Home Equity Loans: Funds Against Your Valuable Collateral
by Johns TielEquity refers to the worth of your home after subtracting the outstanding mortgages and unpaid debts. The home equity loans are the loans that are acquired against equity in our home. The equity acts as collateral against the loan. The loan amount is calculated after deducting all outstanding debts and unpaid balances due from current market value of house.
Borrowers can use home equity loans for innumerable purposes. The loan amount can be used for various purposes such as:-
• Medical bills
• Education
• Major repairs
• Buying car
• Debt consolidation
Home equity loans have benefits such as you can take a loan amount up to 100% of the equity. The loan amount offered may range from £3000 to £100000 depending on the equity. The repayment term has to be met within 5-25 years. The interest rates on home equity loans are low and tax deductible for the convenience of borrowers.
Home equity loans are classified as:-
1. Closed end home equity loans
Closed end loans are a one time lump sum loan. The borrowers receive a lump sum at the time of closing and cannot borrow further. These loans carry a fixed rate of interest which remains constant throughout the term.
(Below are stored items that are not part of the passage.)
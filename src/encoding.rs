//! Byte-to-text decoding with a bounded encoding fallback list.
//!
//! The fallback order is a policy, not a hard-coded constant — see
//! `ENCODING_FALLBACK_ORDER` — so it can be inspected or reconfigured by a
//! caller building a custom pipeline.

/// A single-byte (or UTF-8) text encoding this crate can decode.
#[derive(Debug, Clone, Copy, PartialEq, Eq)]
pub enum Encoding {
    Utf8,
    Latin1,
    Windows1252,
    Iso8859_1,
}

/// Fallback order applied by [`decode_bytes`]: UTF-8 first, then the
/// single-byte Western encodings broker exports most commonly use.
pub const ENCODING_FALLBACK_ORDER: &[Encoding] = &[
    Encoding::Utf8,
    Encoding::Latin1,
    Encoding::Windows1252,
    Encoding::Iso8859_1,
];

/// Windows-1252 deviates from Latin-1/ISO-8859-1 only in 0x80-0x9F, which
/// Latin-1 maps to C1 control characters; Windows-1252 maps most of that
/// range to printable characters instead.
fn windows_1252_high_byte(b: u8) -> char {
    match b {
        0x80 => '\u{20AC}',
        0x82 => '\u{201A}',
        0x83 => '\u{0192}',
        0x84 => '\u{201E}',
        0x85 => '\u{2026}',
        0x86 => '\u{2020}',
        0x87 => '\u{2021}',
        0x88 => '\u{02C6}',
        0x89 => '\u{2030}',
        0x8A => '\u{0160}',
        0x8B => '\u{2039}',
        0x8C => '\u{0152}',
        0x8E => '\u{017D}',
        0x91 => '\u{2018}',
        0x92 => '\u{2019}',
        0x93 => '\u{201C}',
        0x94 => '\u{201D}',
        0x95 => '\u{2022}',
        0x96 => '\u{2013}',
        0x97 => '\u{2014}',
        0x98 => '\u{02DC}',
        0x99 => '\u{2122}',
        0x9A => '\u{0161}',
        0x9B => '\u{203A}',
        0x9C => '\u{0153}',
        0x9E => '\u{017E}',
        0x9F => '\u{0178}',
        other => other as char,
    }
}

/// Decodes a byte slice as a single-byte encoding where every byte maps
/// directly to the Unicode code point of the same value (Latin-1 /
/// ISO-8859-1); always succeeds.
fn decode_latin1(bytes: &[u8]) -> String {
    bytes.iter().map(|&b| b as char).collect()
}

fn decode_windows_1252(bytes: &[u8]) -> String {
    bytes
        .iter()
        .map(|&b| {
            if (0x80..=0x9F).contains(&b) {
                windows_1252_high_byte(b)
            } else {
                b as char
            }
        })
        .collect()
}

/// Decodes `bytes` to text, trying [`ENCODING_FALLBACK_ORDER`] in order and
/// returning the first successful decode. The single-byte encodings never
/// fail, so this only fails if an exotic encoding list omits them all.
pub fn decode_bytes(bytes: &[u8]) -> Option<String> {
    for encoding in ENCODING_FALLBACK_ORDER {
        let decoded = match encoding {
            Encoding::Utf8 => match std::str::from_utf8(bytes) {
                Ok(s) => Some(s.to_string()),
                Err(_) => None,
            },
            Encoding::Latin1 | Encoding::Iso8859_1 => Some(decode_latin1(bytes)),
            Encoding::Windows1252 => Some(decode_windows_1252(bytes)),
        };
        if let Some(s) = decoded {
            return Some(s);
        }
    }
    None
}

#[cfg(test)]
mod tests {
    use super::*;

    #[test]
    fn decodes_valid_utf8() {
        assert_eq!(decode_bytes("héllo".as_bytes()).unwrap(), "héllo");
    }

    #[test]
    fn falls_back_to_latin1_for_invalid_utf8() {
        // 0xE9 is 'é' in Latin-1 but not valid standalone UTF-8.
        let bytes = [b'h', 0xE9, b'y'];
        assert_eq!(decode_bytes(&bytes).unwrap(), "h\u{e9}y");
    }
}
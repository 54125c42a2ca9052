//! NinjaTrader 8 Trade Performance export parser: P&L arrives pre-computed
//! per row, futures symbols carry a month/year suffix (spec §4.4
//! "NinjaTrader").

use regex::Regex;
use std::sync::LazyLock;

use crate::error::RowError;
use crate::model::{AssetType, Broker, Direction, Status, Trade};

use super::{BrokerParser, RowView};

pub struct NinjaTraderParser;

const COLUMN_MAPPING: &[(&str, &str)] = &[
    ("trade #", "trade_number"),
    ("instrument", "symbol"),
    ("account", "account"),
    ("strategy", "strategy"),
    ("market pos.", "direction"),
    ("market position", "direction"),
    ("quantity", "quantity"),
    ("qty", "quantity"),
    ("entry price", "entry_price"),
    ("exit price", "exit_price"),
    ("entry time", "entry_time"),
    ("exit time", "exit_time"),
    ("entry name", "entry_name"),
    ("exit name", "exit_name"),
    ("profit", "pnl"),
    ("cum. profit", "cumulative_pnl"),
    ("commission", "commission"),
    ("mae", "mae"),
    ("mfe", "mfe"),
    ("etd", "etd"),
    ("bars", "bars"),
];

const REQUIRED: &[&str] = &["symbol", "quantity", "entry_price", "exit_price"];

const FUTURES_SYMBOLS: &[&str] = &[
    "ES", "NQ", "YM", "RTY", "CL", "GC", "SI", "NG", "6E", "6J", "6B", "6A", "ZB", "ZN", "ZF", "ZT", "MES", "MNQ",
    "MYM", "M2K",
];

static FUTURES_SUFFIX: LazyLock<Regex> = LazyLock::new(|| Regex::new(r"^([A-Za-z]+)\s*\d{2}-?\d{2}$").unwrap());

fn normalize_nt_symbol(raw: &str) -> String {
    let trimmed = raw.trim();
    if let Some(caps) = FUTURES_SUFFIX.captures(trimmed) {
        return caps[1].to_uppercase();
    }
    trimmed.to_uppercase()
}

fn detect_nt_asset_type(symbol: &str) -> AssetType {
    let base = normalize_nt_symbol(symbol);
    if FUTURES_SYMBOLS.contains(&base.as_str()) {
        return AssetType::Future;
    }
    if symbol.len() == 6 && symbol.chars().all(|c| c.is_ascii_alphabetic()) {
        return AssetType::Forex;
    }
    AssetType::Future
}

impl BrokerParser for NinjaTraderParser {
    fn broker(&self) -> Broker {
        Broker::NinjaTrader
    }

    fn required_columns(&self) -> &[&str] {
        REQUIRED
    }

    fn column_mapping(&self) -> &[(&str, &str)] {
        COLUMN_MAPPING
    }

    fn parse_row(&self, row: &RowView, row_number: usize) -> Result<Option<Trade>, RowError> {
        let Some(symbol_raw) = row.get("symbol") else {
            return Ok(None);
        };
        let symbol = normalize_nt_symbol(symbol_raw);

        let Some(direction_raw) = row.get("direction") else {
            return Ok(None);
        };
        let lowered = direction_raw.to_lowercase();
        let direction = if lowered.contains("long") {
            Direction::Long
        } else if lowered.contains("short") {
            Direction::Short
        } else {
            return Err(RowError::new(row_number, format!("unknown direction: {direction_raw}")).with_column("direction"));
        };

        let quantity = row.required_decimal("quantity", row_number, false)?;
        if quantity.is_zero() || quantity.is_sign_negative() {
            return Err(RowError::new(row_number, format!("invalid quantity: {quantity}")).with_column("quantity"));
        }

        let entry_price = row.required_decimal("entry_price", row_number, false)?;
        if entry_price.is_zero() || entry_price.is_sign_negative() {
            return Err(RowError::new(row_number, format!("invalid entry price: {entry_price}")).with_column("entry_price"));
        }

        let exit_price = row.decimal("exit_price", row_number, false)?;
        let entry_time = row.required_datetime("entry_time", row_number)?;
        let exit_time = row
            .get("exit_time")
            .filter(|v| !v.trim().is_empty())
            .and_then(|v| crate::datetime::parse_datetime(v).ok());

        let status = if exit_price.is_some() { Status::Closed } else { Status::Open };

        let commission = row.decimal("commission", row_number, true)?.unwrap_or_default().abs();

        let asset_type = detect_nt_asset_type(symbol_raw);

        let broker_trade_id = row.get("trade_number").map(str::to_string);

        let mut tags = std::collections::BTreeSet::new();
        if let Some(strategy) = row.get("strategy") {
            let strategy = strategy.trim();
            if !strategy.is_empty() {
                tags.insert(strategy.to_lowercase());
            }
        }

        let mut notes_parts = Vec::new();
        if let Some(entry_name) = row.get("entry_name") {
            notes_parts.push(format!("Entry: {entry_name}"));
        }
        if let Some(exit_name) = row.get("exit_name") {
            notes_parts.push(format!("Exit: {exit_name}"));
        }
        let notes = if notes_parts.is_empty() { None } else { Some(notes_parts.join(" | ")) };

        let mut raw_data = row.raw_snapshot();
        if let Some(mae) = row.get("mae") {
            raw_data.insert("mae".to_string(), mae.to_string());
        }
        if let Some(mfe) = row.get("mfe") {
            raw_data.insert("mfe".to_string(), mfe.to_string());
        }

        Ok(Some(Trade {
            id: format!("nt-{row_number}"),
            broker_trade_id,
            symbol,
            asset_type,
            direction,
            status,
            entry_time,
            exit_time,
            entry_price,
            exit_price,
            quantity,
            commission,
            override_pnl: None,
            tags,
            notes,
            account_id: None,
            broker_name: None,
            raw_data: Some(raw_data),
        }))
    }
}

#[cfg(test)]
mod tests {
    use super::*;
    use crate::parser::parse_text;
    use rust_decimal_macros::dec;

    #[test]
    fn futures_contract_suffix_is_stripped() {
        let csv = "Trade #,Instrument,Market pos.,Quantity,Entry price,Exit price,Entry time,Exit time,Profit,Commission\n\
                   1,ES 03-24,Long,1,4850.25,4855.50,01/15/2024 10:30:00,01/15/2024 11:45:00,262.50,4.04\n";
        let result = parse_text(&NinjaTraderParser, csv, None, None);
        assert!(result.success());
        let trade = &result.trades.trades[0];
        assert_eq!(trade.symbol, "ES");
        assert_eq!(trade.asset_type, AssetType::Future);
        assert_eq!(trade.status, Status::Closed);
        assert_eq!(trade.quantity, dec!(1));
    }

    #[test]
    fn strategy_becomes_a_lowercased_tag() {
        let csv = "Instrument,Market pos.,Quantity,Entry price,Exit price,Entry time,Strategy\n\
                   NQ 12-23,Short,2,15000.00,14990.00,01/15/2024 09:00:00,MyStrategy\n";
        let result = parse_text(&NinjaTraderParser, csv, None, None);
        assert!(result.trades.trades[0].tags.contains("mystrategy"));
    }

    #[test]
    fn open_trade_with_no_exit_price() {
        let csv = "Instrument,Market pos.,Quantity,Entry price,Exit price,Entry time\nES 03-24,Long,1,4850.25,,01/15/2024 10:30:00\n";
        let result = parse_text(&NinjaTraderParser, csv, None, None);
        assert_eq!(result.trades.trades[0].status, Status::Open);
    }
}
2. Open end or home equity line of credit
Open end loans adjustable rate loans and borrower is given a line of credit. This means that a borrower can borrow an agreed amount whenever he requires. The rates fluctuate with the market rates.
Home equity loans can be availed by borrowers with bad credit status as well. The bad credit history results due to CCJs, IVA, bankruptcy, arrears and late payments.
Home equity loans provide you with adequate funds to accomplish any of your needs effectively. The flexible terms and low interest rates make it the most suitable option for borrowers.